Library Week in the Life

It’s Library Day in the Life time again. I do love this project, and I love it when libday posts start appearing in my RSS feed. It’s fun to hear what other librarians do, what other jobs are like, what kinds of work and projects are happening in the field. And it’s fun for me to write up my own posts, too. I’ve participated in this project a few times in the past, and I find it valuable to take time to reflect on the work I’m doing, and how I spend my time at work.

This year I decided to do a single post wrapping up the whole week, instead of trying to write something everyday. Mainly because I didn’t really think I’d have enough interesting stuff going on to post everyday. Lucky for me, I ended up having a more fun and productive week than I anticipated. This felt like my first full week in the office in ages, what with the holidays and a three day weekend, and being out due to minor injury, and going to ALA. I was kind of nervous about that, like what if five straight cubicle days made me nuts? Thankfully, it’s Friday and I don’t think I’m nuts. I think I made it. Whew.

So what did I do this week? The main project I’m working on has been in a phase where the bulk of our work (for now) is done, and other people are doing a lot of work instead. This will change soon, but it’s been a bit slow, and I’ve had a chance to work on some other things.

I submitted an article to a journal, and got my peer review feedback, which indicated that the article needed a lot of work. Ouch, but totally what I expected. So this week I’ve spent a good chunk of every day revising revising revising. And adding more citations. And revising again. I’m hoping to wrap that up today and send it back, with fingers crossed.

In December, I attended a two-day workshop called Leading from any Position, and I was asked to present on what I learned. The presentation was scheduled for this Wednesday, so I spent Monday and Tuesday making slides and reviewing notes and pulling out the most important stuff from an intensive two-day workshop to try to present in 20 minutes. The presentation was a success, and a handful of my colleagues were excited about some of the ideas. I just set up a meeting in two weeks to get any interested parties together to talk more about how we might implement some new things in our projects and in our whole organization. I love this kind of thing, so I’m looking forward to it and hoping lots of other people are excited, too.

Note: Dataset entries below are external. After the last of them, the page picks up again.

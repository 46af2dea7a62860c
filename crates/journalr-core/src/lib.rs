//! # Journalr Core
//!
//! Core library for Journalr - a local, CLI-first personal journal.
//!
//! This crate provides the persistence and query engine, the entry data
//! model, and identifier generation, independent of the CLI interface.
//!
//! ## Architecture
//!
//! - **storage**: `JournalStore` trait, query types, and the SQLite backend
//! - **id**: Human-memorable entry identifier generation
//! - **error**: Error taxonomy shared by all core operations

pub mod error;
pub mod id;
pub mod storage;

pub use error::{JournalError, Result};
pub use id::{generate_id, IdGenerator, WordList, WordSource};
pub use storage::{is_storable, DateRange, Entry, EntryQuery, JournalStore, SqliteJournalStore};

/// Core version information
pub const VERSION: &str = env!("CARGO_PKG_VERSION");
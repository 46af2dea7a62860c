//! SQLite storage backend.
//!
//! The store holds only the database path. Each operation opens its own
//! connection, runs inside one transaction, and releases both before
//! returning; a transaction dropped without commit is rolled back.

mod row;
pub mod schema;

use std::collections::HashMap;
use std::path::{Path, PathBuf};
use std::time::{Duration, Instant};

use log::{debug, error, info, warn};
use rusqlite::types::Value;
use rusqlite::{Connection, DatabaseName, ErrorCode, OptionalExtension, Transaction};

use crate::error::{JournalError, Result};
use crate::storage::traits::JournalStore;
use crate::storage::types::{Entry, EntryQuery};

pub use row::{decode_timestamp, encode_timestamp};
use row::EntryRow;
use schema::ensure_schema;

/// How long a connection waits on another process's lock.
const BUSY_TIMEOUT: Duration = Duration::from_secs(5);

/// Ordering that defines "most recent". Shared by every query so listing,
/// removing, and tagging agree on which entries come first.
const RECENT_ORDER: &str = "ORDER BY e.entry_date DESC, e.created_date DESC, e.id";

/// SQLite-backed journal store.
#[derive(Debug, Clone)]
pub struct SqliteJournalStore {
    path: PathBuf,
}

impl SqliteJournalStore {
    /// Path of the database file.
    pub fn path(&self) -> &Path {
        &self.path
    }

    fn connect(&self) -> Result<Connection> {
        let conn = Connection::open(&self.path)?;
        conn.busy_timeout(BUSY_TIMEOUT)?;
        Ok(conn)
    }

    /// Run `op` inside a fresh connection and transaction.
    ///
    /// Commits when `op` succeeds. On error the transaction is dropped
    /// uncommitted (rolled back) and the connection closed.
    fn with_transaction<T, F>(&self, name: &str, op: F) -> Result<T>
    where
        F: FnOnce(&Transaction<'_>) -> Result<T>,
    {
        let started_at = Instant::now();
        let mut conn = self.connect()?;
        let tx = conn.transaction()?;

        let outcome = op(&tx);
        match outcome {
            Ok(value) => {
                tx.commit()?;
                debug!(
                    "event=store_tx module=storage status=ok op={} duration_ms={}",
                    name,
                    started_at.elapsed().as_millis()
                );
                Ok(value)
            }
            Err(err) => {
                drop(tx);
                warn!(
                    "event=store_tx module=storage status=rollback op={} duration_ms={} error={}",
                    name,
                    started_at.elapsed().as_millis(),
                    err
                );
                Err(err)
            }
        }
    }
}

/// Fail with `StoreInit` when SQLite opened the main database read-only.
///
/// `CREATE ... IF NOT EXISTS` succeeds on a read-only database whose tables
/// already exist, so the schema step alone does not catch this.
fn ensure_writable(conn: &Connection, path: &Path) -> Result<()> {
    let readonly = conn.is_readonly(DatabaseName::Main).map_err(|e| {
        JournalError::StoreInit(format!("Cannot inspect store {}: {}", path.display(), e))
    })?;
    if readonly {
        error!(
            "event=store_open module=storage status=error error_code=read_only path={}",
            path.display()
        );
        return Err(JournalError::StoreInit(format!(
            "Store {} is not writable",
            path.display()
        )));
    }
    Ok(())
}

/// Convert a row count into a SQL `LIMIT` value.
fn limit_value(count: usize) -> i64 {
    i64::try_from(count).unwrap_or(i64::MAX)
}

fn insert_tags<'a, I>(conn: &Connection, entry_id: &str, tags: I) -> Result<usize>
where
    I: IntoIterator<Item = &'a str>,
{
    let mut stmt = conn.prepare_cached("INSERT INTO Tag (entry_id, tag) VALUES (?, ?)")?;
    let mut inserted = 0;
    for tag in tags {
        inserted += stmt.execute((entry_id, tag))?;
    }
    Ok(inserted)
}

fn recent_ids(conn: &Connection, count: usize) -> Result<Vec<String>> {
    let mut stmt = conn.prepare(&format!("SELECT e.id FROM Entry e {} LIMIT ?", RECENT_ORDER))?;
    let rows = stmt.query_map([limit_value(count)], |row| row.get::<_, String>(0))?;

    let mut ids = Vec::new();
    for row in rows {
        ids.push(row?);
    }
    Ok(ids)
}

/// Fetch tags for every entry matching `where_clause`, keyed by entry id.
///
/// Entries without tag rows are absent from the map.
fn fetch_tag_map(
    conn: &Connection,
    where_clause: &str,
    params: &[Value],
) -> Result<HashMap<String, Vec<String>>> {
    let query = format!(
        "SELECT e.id, t.tag FROM Entry e LEFT JOIN Tag t ON e.id = t.entry_id{} ORDER BY e.entry_date DESC, t.rowid",
        where_clause
    );
    let mut stmt = conn.prepare(&query)?;
    let rows = stmt.query_map(rusqlite::params_from_iter(params.iter()), |row| {
        Ok((row.get::<_, String>(0)?, row.get::<_, Option<String>>(1)?))
    })?;

    let mut tag_map: HashMap<String, Vec<String>> = HashMap::new();
    for row in rows {
        let (entry_id, tag) = row?;
        if let Some(tag) = tag {
            tag_map.entry(entry_id).or_default().push(tag);
        }
    }
    Ok(tag_map)
}

impl JournalStore for SqliteJournalStore {
    fn open(path: &Path) -> Result<Self> {
        let started_at = Instant::now();

        if let Some(parent) = path.parent().filter(|p| !p.as_os_str().is_empty()) {
            std::fs::create_dir_all(parent).map_err(|e| {
                JournalError::ResourceUnavailable(format!(
                    "Cannot create store directory {}: {}",
                    parent.display(),
                    e
                ))
            })?;
        }

        let mut conn = Connection::open(path).map_err(|e| {
            error!(
                "event=store_open module=storage status=error error_code=open_failed error={}",
                e
            );
            JournalError::StoreInit(format!("Cannot open store {}: {}", path.display(), e))
        })?;
        conn.busy_timeout(BUSY_TIMEOUT)?;
        ensure_schema(&mut conn)?;
        ensure_writable(&conn, path)?;

        info!(
            "event=store_open module=storage status=ok path={} duration_ms={}",
            path.display(),
            started_at.elapsed().as_millis()
        );

        Ok(Self {
            path: path.to_path_buf(),
        })
    }

    fn add_entry(&self, entry: &Entry) -> Result<bool> {
        let entry_date = encode_timestamp(&entry.entry_date)?;
        let created_date = encode_timestamp(&entry.created_date)?;
        self.with_transaction("add_entry", |tx| {
            let inserted = match tx.execute(
                r#"
                INSERT INTO Entry (id, text, entry_date, created_date, tags)
                VALUES (?, ?, ?, ?, ?)
                "#,
                (
                    &entry.id,
                    &entry.text,
                    &entry_date,
                    &created_date,
                    entry.tags.join(","),
                ),
            ) {
                Ok(count) => count,
                Err(rusqlite::Error::SqliteFailure(err, _))
                    if err.code == ErrorCode::ConstraintViolation =>
                {
                    return Err(JournalError::DuplicateId(entry.id.clone()));
                }
                Err(err) => return Err(err.into()),
            };

            insert_tags(tx, &entry.id, entry.stored_tags())?;

            Ok(inserted == 1)
        })
    }

    fn update_entry(&self, entry: &Entry) -> Result<bool> {
        let entry_date = encode_timestamp(&entry.entry_date)?;
        self.with_transaction("update_entry", |tx| {
            let updated = tx.execute(
                "UPDATE Entry SET text = ?, entry_date = ? WHERE id = ?",
                (&entry.text, &entry_date, &entry.id),
            )?;

            tx.execute("DELETE FROM Tag WHERE entry_id = ?", [&entry.id])?;

            // Tag rows may only reference existing entries.
            if updated == 1 {
                insert_tags(tx, &entry.id, entry.stored_tags())?;
            }

            Ok(updated == 1)
        })
    }

    fn remove_entry(&self, id: &str) -> Result<bool> {
        self.with_transaction("remove_entry", |tx| {
            tx.execute("DELETE FROM Tag WHERE entry_id = ?", [id])?;
            let deleted = tx.execute("DELETE FROM Entry WHERE id = ?", [id])?;
            Ok(deleted == 1)
        })
    }

    fn remove_recent(&self, count: usize) -> Result<bool> {
        self.with_transaction("remove_recent", |tx| {
            let limit = limit_value(count);
            tx.execute(
                &format!(
                    "DELETE FROM Tag WHERE entry_id IN (SELECT e.id FROM Entry e {} LIMIT ?)",
                    RECENT_ORDER
                ),
                [limit],
            )?;
            let deleted = tx.execute(
                &format!(
                    "DELETE FROM Entry WHERE id IN (SELECT e.id FROM Entry e {} LIMIT ?)",
                    RECENT_ORDER
                ),
                [limit],
            )?;
            Ok(deleted > 0)
        })
    }

    fn tag_entry(&self, id: &str, tags: &[String]) -> Result<bool> {
        self.with_transaction("tag_entry", |tx| {
            let exists = tx
                .query_row("SELECT 1 FROM Entry WHERE id = ?", [id], |_| Ok(()))
                .optional()?;
            if exists.is_none() {
                return Ok(false);
            }

            insert_tags(tx, id, tags.iter().map(String::as_str))?;
            Ok(true)
        })
    }

    fn tag_recent(&self, count: usize, tags: &[String]) -> Result<bool> {
        self.with_transaction("tag_recent", |tx| {
            for id in recent_ids(tx, count)? {
                insert_tags(tx, &id, tags.iter().map(String::as_str))?;
            }
            Ok(true)
        })
    }

    fn get_entry(&self, id: &str) -> Result<Option<Entry>> {
        self.with_transaction("get_entry", |tx| {
            let params = [Value::Text(id.to_string())];
            let mut tag_map = fetch_tag_map(tx, " WHERE e.id = ?", &params)?;

            let row = tx
                .query_row(
                    &format!("SELECT {} FROM Entry e WHERE e.id = ?", EntryRow::COLUMNS),
                    [id],
                    EntryRow::from_row,
                )
                .optional()?;

            match row {
                Some(row) => {
                    let tags = tag_map.remove(&row.id).unwrap_or_default();
                    Ok(Some(row.into_entry(tags)?))
                }
                None => Ok(None),
            }
        })
    }

    fn list_entries(&self, query: &EntryQuery) -> Result<Vec<Entry>> {
        let mut where_clause = String::new();
        let mut params: Vec<Value> = Vec::new();

        if let Some(range) = query.range {
            where_clause.push_str(" WHERE e.entry_date >= ? AND e.entry_date <= ?");
            params.push(Value::Text(encode_timestamp(&range.start)?));
            params.push(Value::Text(encode_timestamp(&range.end)?));
        }

        self.with_transaction("list_entries", |tx| {
            let mut tag_map = fetch_tag_map(tx, &where_clause, &params)?;

            let mut sql = format!(
                "SELECT {} FROM Entry e{} {}",
                EntryRow::COLUMNS,
                where_clause,
                RECENT_ORDER
            );
            if let Some(count) = query.count {
                sql.push_str(" LIMIT ?");
                params.push(Value::Integer(limit_value(count)));
            }

            let mut stmt = tx.prepare(&sql)?;
            let rows = stmt.query_map(rusqlite::params_from_iter(params.iter()), EntryRow::from_row)?;

            let mut entries = Vec::new();
            for row in rows {
                let row = row?;
                let tags = tag_map.remove(&row.id).unwrap_or_default();
                entries.push(row.into_entry(tags)?);
            }

            Ok(entries)
        })
    }

    fn count_entries(&self) -> Result<usize> {
        self.with_transaction("count_entries", |tx| {
            let count: i64 = tx.query_row("SELECT COUNT(*) FROM Entry", [], |row| row.get(0))?;
            Ok(usize::try_from(count).unwrap_or(0))
        })
    }

    fn count_tags(&self, id: &str) -> Result<usize> {
        self.with_transaction("count_tags", |tx| {
            let count: i64 = tx.query_row(
                "SELECT COUNT(*) FROM Tag WHERE entry_id = ?",
                [id],
                |row| row.get(0),
            )?;
            Ok(usize::try_from(count).unwrap_or(0))
        })
    }
}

We’re gearing up for the next phase of development for the main project I’m working on, so I took some time on Tuesday to pull together a table detailing every part of the project we’re committed to build, what we’ve done, and what we still have to do. I reviewed some open issues related to the website portion of the project to try to pull out what still needs to be done. And I looked at a few recently drafted policies to tease out metadata requirements and get a sense for how we need to build the rest of the system. Finalizing requirements for this project has been a bit of a challenge, so we’re constantly on the look out for unspoken bits and pieces we need to be aware of. I also got some test records for the next phase of the project, so I spent some time reviewing those. I need to do more review, and I have some questions for the person who created them, but it’s always good to see actual records and data, rather than just speculate about what it might look like.

I’m a member of the Staff Council here at CDL, which has recently had a change of leadership. We had a meeting to talk about the direction we want to go in, and how we might revitalize the role of Staff Council here. Our new leaders had a couple of great ideas, and I’m excited to work with them. We just scheduled what will hopefully be the first of many monthly informal lunches, for people to get together and share new things they’re working on, or talk about extra-work hobbies and projects.

The metadata team (well, part of it, anyway) met up to talk about things we learned at ALA and things that are going on in the wider UC cataloging and metadata world. We ranted a little bit about OCLC. It was a good meeting.

I spent too much time troubleshooting a piece of Adobe trial software I was trying to install. I won’t talk about that anymore because it was extremely frustrating.

And finally, I’ve been participating in the Code Year project, which has been awesome so far. I haven’t been able to spend as much time on it this week as I’d like, but I’m hoping to finish up the Week Four lessons this weekend. I love being able to work on this over a sustained period of time: In the past, when I’ve tried to teach myself new programming languages and improve my existing skills, I haven’t maintained momentum. Being sent lessons to work on weekly keeps me driven and moving forward, and it is awesome. And I feel like I’m really learning it: In the past, I’ve learned something quickly, and then just as quickly forgotten it. I think it might be sticking this time!

It’s been a busy week, and it’s proving to be a busy Friday already. I was planning to take lunchtime break to go to the gym, but I think I’ll have to go after work instead. But in my world, it’s always better to be too busy than not busy enough.